In the first election in two decades, Fatah members brought to the helm of power in their once-dominant movement many new and young faces.

"This is an unexpected result," Naser al-Kidwa, the nephew of late iconic leader Yasser Arafat who was elected to the governing Central Committee, told Reuters on Tuesday, August 11.

"It’s a big change, a huge change."

About 2,000 delegates attending the Fatah 6th congress in the occupied West Bank city of Bethlehem, the first in 20 years and first ever inside the Palestinian territories, cast their ballots over the weekend to elect new leaders.

At least 96 candidates stood in the election to the 21-member Central Committee and 617 candidates for the 120 seats of the Revolutionary Council.

Among the new faces elected are former internal security chief Jibril Rajub and former Fatah strongman in Gaza Mohammed Dahlan, a divisive figure strongly disliked by Hamas supporters.

The delegates returned only few of the Old Guards to the decision-making body, according to initial results.

Top negotiator Ahmed Qorei, a former premier and parliament speaker, was among those who fell out of favor.

The results for the Revolutionary Council, the other main governing body, were expected later Tuesday.

The congress had earlier re-elected President Mahmoud Abbas, 74, as Fatah leader, a post he has held since Arafat’s death in 2004.

Fatah, founded by Arafat in the late 1950s, exercised undivided power among Palestinians for decades, leading both the Palestine Liberation Organization (PLO) and the Palestinian Authority.

But the group’s downturn began with his death, largely over a reputation for corruption and cronyism.

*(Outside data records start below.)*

// Copyright 2026 The Sphere Project
// SPDX-License-Identifier: Apache-2.0

// Tag matcher
//
// Answers, for a growing buffer, whether an artifact delimiter is fully
// present, still forming at the tail, or absent. The tail check is a
// KMP prefix automaton over the delimiter literal, so it keeps working
// if the literal ever changes.

/// Literal that starts an artifact open tag. Attributes and `>` follow.
pub const OPEN_TAG: &str = "<sphere_artifact";

/// Literal that closes an artifact.
pub const CLOSE_TAG: &str = "</sphere_artifact>";

/// Outcome of scanning a buffer for a delimiter.
#[derive(Debug, Clone, Copy, PartialEq, Eq)]
pub enum TagMatch {
    /// Delimiter fully present.
    ///
    /// `start` is the byte index where the literal begins. For the open
    /// tag, `end` is the index of the terminating `>`; for the close tag
    /// it is the index one past the literal.
    Complete { start: usize, end: usize },
    /// Open-tag literal present but its terminating `>` has not arrived.
    Pending { start: usize },
    /// The buffer ends with a proper prefix of the delimiter starting at
    /// `start`. More text may complete it.
    Partial { start: usize },
    /// No occurrence and nothing at the tail that could become one.
    Absent,
}

impl TagMatch {
    /// True when the buffer must be withheld rather than flushed.
    pub fn is_unresolved(&self) -> bool {
        matches!(self, TagMatch::Pending { .. } | TagMatch::Partial { .. })
    }
}

/// A delimiter literal with its precomputed failure table.
#[derive(Debug, Clone)]
pub struct Delimiter {
    literal: &'static str,
    /// `failure[i]` is the length of the longest proper border of
    /// `literal[..=i]`.
    failure: Vec<usize>,
}

impl Delimiter {
    pub fn new(literal: &'static str) -> Self {
        let pattern = literal.as_bytes();
        let mut failure = vec![0; pattern.len()];
        let mut k = 0;
        for i in 1..pattern.len() {
            while k > 0 && pattern[i] != pattern[k] {
                k = failure[k - 1];
            }
            if pattern[i] == pattern[k] {
                k += 1;
            }
            failure[i] = k;
        }
        Self { literal, failure }
    }

    pub fn literal(&self) -> &'static str {
        self.literal
    }

    pub fn len(&self) -> usize {
        self.literal.len()
    }

    pub fn is_empty(&self) -> bool {
        self.literal.is_empty()
    }

    /// Length of the longest suffix of `buf` that is a non-empty proper
    /// prefix of the literal. Zero when there is none.
    pub fn pending_prefix_len(&self, buf: &str) -> usize {
        let pattern = self.literal.as_bytes();
        if pattern.len() < 2 {
            return 0;
        }

        // Only the last len-1 bytes can hold a proper prefix.
        let bytes = buf.as_bytes();
        let from = bytes.len().saturating_sub(pattern.len() - 1);

        let mut state = 0;
        for &b in &bytes[from..] {
            while state > 0 && b != pattern[state] {
                state = self.failure[state - 1];
            }
            if b == pattern[state] {
                state += 1;
            }
            // A full match here would be a complete literal inside the
            // window, which cannot happen for a window shorter than it.
            if state == pattern.len() {
                state = self.failure[state - 1];
            }
        }
        state
    }
}

fn open_delimiter() -> &'static Delimiter {
    static OPEN: std::sync::LazyLock<Delimiter> =
        std::sync::LazyLock::new(|| Delimiter::new(OPEN_TAG));
    &OPEN
}

fn close_delimiter() -> &'static Delimiter {
    static CLOSE: std::sync::LazyLock<Delimiter> =
        std::sync::LazyLock::new(|| Delimiter::new(CLOSE_TAG));
    &CLOSE
}

/// Scan for the open tag: `<sphere_artifact`, attribute text, `>`.
pub fn match_open_tag(buf: &str) -> TagMatch {
    if let Some(start) = buf.find(OPEN_TAG) {
        let after_literal = start + OPEN_TAG.len();
        return match buf[after_literal..].find('>') {
            Some(offset) => TagMatch::Complete {
                start,
                end: after_literal + offset,
            },
            None => TagMatch::Pending { start },
        };
    }
    tail_match(buf, open_delimiter())
}

/// Scan for the close tag `</sphere_artifact>`.
pub fn match_close_tag(buf: &str) -> TagMatch {
    if let Some(start) = buf.find(CLOSE_TAG) {
        return TagMatch::Complete {
            start,
            end: start + CLOSE_TAG.len(),
        };
    }
    tail_match(buf, close_delimiter())
}

fn tail_match(buf: &str, delimiter: &Delimiter) -> TagMatch {
    match delimiter.pending_prefix_len(buf) {
        0 => TagMatch::Absent,
        n => TagMatch::Partial {
            start: buf.len() - n,
        },
    }
}

#[cfg(test)]
mod tests {
    use super::*;

    #[test]
    fn every_proper_prefix_of_open_tag_is_partial() {
        for n in 1..OPEN_TAG.len() {
            let buf = format!("some text {}", &OPEN_TAG[..n]);
            assert_eq!(
                match_open_tag(&buf),
                TagMatch::Partial { start: 10 },
                "prefix of length {n}"
            );
        }
    }

    #[test]
    fn every_proper_prefix_of_close_tag_is_partial() {
        for n in 1..CLOSE_TAG.len() {
            let buf = format!("body{}", &CLOSE_TAG[..n]);
            assert_eq!(
                match_close_tag(&buf),
                TagMatch::Partial { start: 4 },
                "prefix of length {n}"
            );
        }
    }

    #[test]
    fn open_literal_without_gt_is_pending() {
        assert_eq!(
            match_open_tag("hi <sphere_artifact title=\"x\""),
            TagMatch::Pending { start: 3 }
        );
    }

    #[test]
    fn complete_open_tag_reports_gt_index() {
        let buf = "ab<sphere_artifact title=\"x\">rest";
        match match_open_tag(buf) {
            TagMatch::Complete { start, end } => {
                assert_eq!(start, 2);
                assert_eq!(&buf[end..end + 1], ">");
                assert_eq!(&buf[end + 1..], "rest");
            }
            other => panic!("expected Complete, got {other:?}"),
        }
    }

    #[test]
    fn complete_close_tag_reports_end_past_literal() {
        let buf = "code</sphere_artifact> after";
        assert_eq!(
            match_close_tag(buf),
            TagMatch::Complete { start: 4, end: 22 }
        );
        assert_eq!(&buf[22..], " after");
    }

    #[test]
    fn unrelated_text_is_absent() {
        assert_eq!(match_open_tag("plain text"), TagMatch::Absent);
        assert_eq!(match_close_tag("a < b"), TagMatch::Absent);
        assert_eq!(match_open_tag(""), TagMatch::Absent);
    }

    #[test]
    fn lone_lt_is_partial_for_both_tags() {
        assert_eq!(match_open_tag("x <"), TagMatch::Partial { start: 2 });
        assert_eq!(match_close_tag("x <"), TagMatch::Partial { start: 2 });
    }

    #[test]
    fn angle_then_other_letter_is_absent() {
        assert_eq!(match_open_tag("<div"), TagMatch::Absent);
        assert_eq!(match_close_tag("</div"), TagMatch::Absent);
    }

    #[test]
    fn longest_prefix_found_after_false_start() {
        // "<<s": the first '<' is a dead end, the tail "<s" is live.
        assert_eq!(match_open_tag("<<s"), TagMatch::Partial { start: 1 });
        assert_eq!(match_close_tag("</</s"), TagMatch::Partial { start: 2 });
    }

    #[test]
    fn multibyte_text_before_prefix_is_handled() {
        let buf = "señal ✓ </sph";
        assert_eq!(
            match_close_tag(buf),
            TagMatch::Partial {
                start: buf.len() - 5
            }
        );
        assert_eq!(match_open_tag("✓✓✓"), TagMatch::Absent);
    }

    #[test]
    fn failure_table_handles_self_overlapping_literal() {
        let d = Delimiter::new("abab!");
        assert_eq!(d.pending_prefix_len("xxabab"), 4);
        assert_eq!(d.pending_prefix_len("ababa"), 3);
        assert_eq!(d.pending_prefix_len("abab!"), 0);
        assert_eq!(d.pending_prefix_len("b"), 0);
    }
}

Fatah was crushed in the 2006 parliamentary elections by rival Hamas, which now controls the Gaza Strip.

Jailed Barghuti

Among the most popular faces elected to the powerful Central Committee is Marwan Barghuti, a popular leader serving five life sentences in Israel.
Barghuti, 50, is Fatah’s West Bank Secretary but was never a member of the Central Committee.

He was abducted by Israel in April 2002 and sentenced to five life terms for his role in deadly attacks on Israelis during the intifada.

Barghouti, who denies the charges, is a popular and articulate figure among many Palestinians and was once seen as Arafat successor.

Fluent in both English and Hebrew, he supports a two-state solution to the Palestinian-Israeli conflict.

"The vast majority of the Palestinian people, myself included, are ready for a historic reconciliation based on international resolutions that will result in the establishment of two states," he wrote recently in the Washington Post.

"We are ready for reconciliation that will grant ours and your own children a life devoid of the threats of war and bloodshed."

From behind bars, Barghuti has repeatedly called for reconciliation with rival Hamas.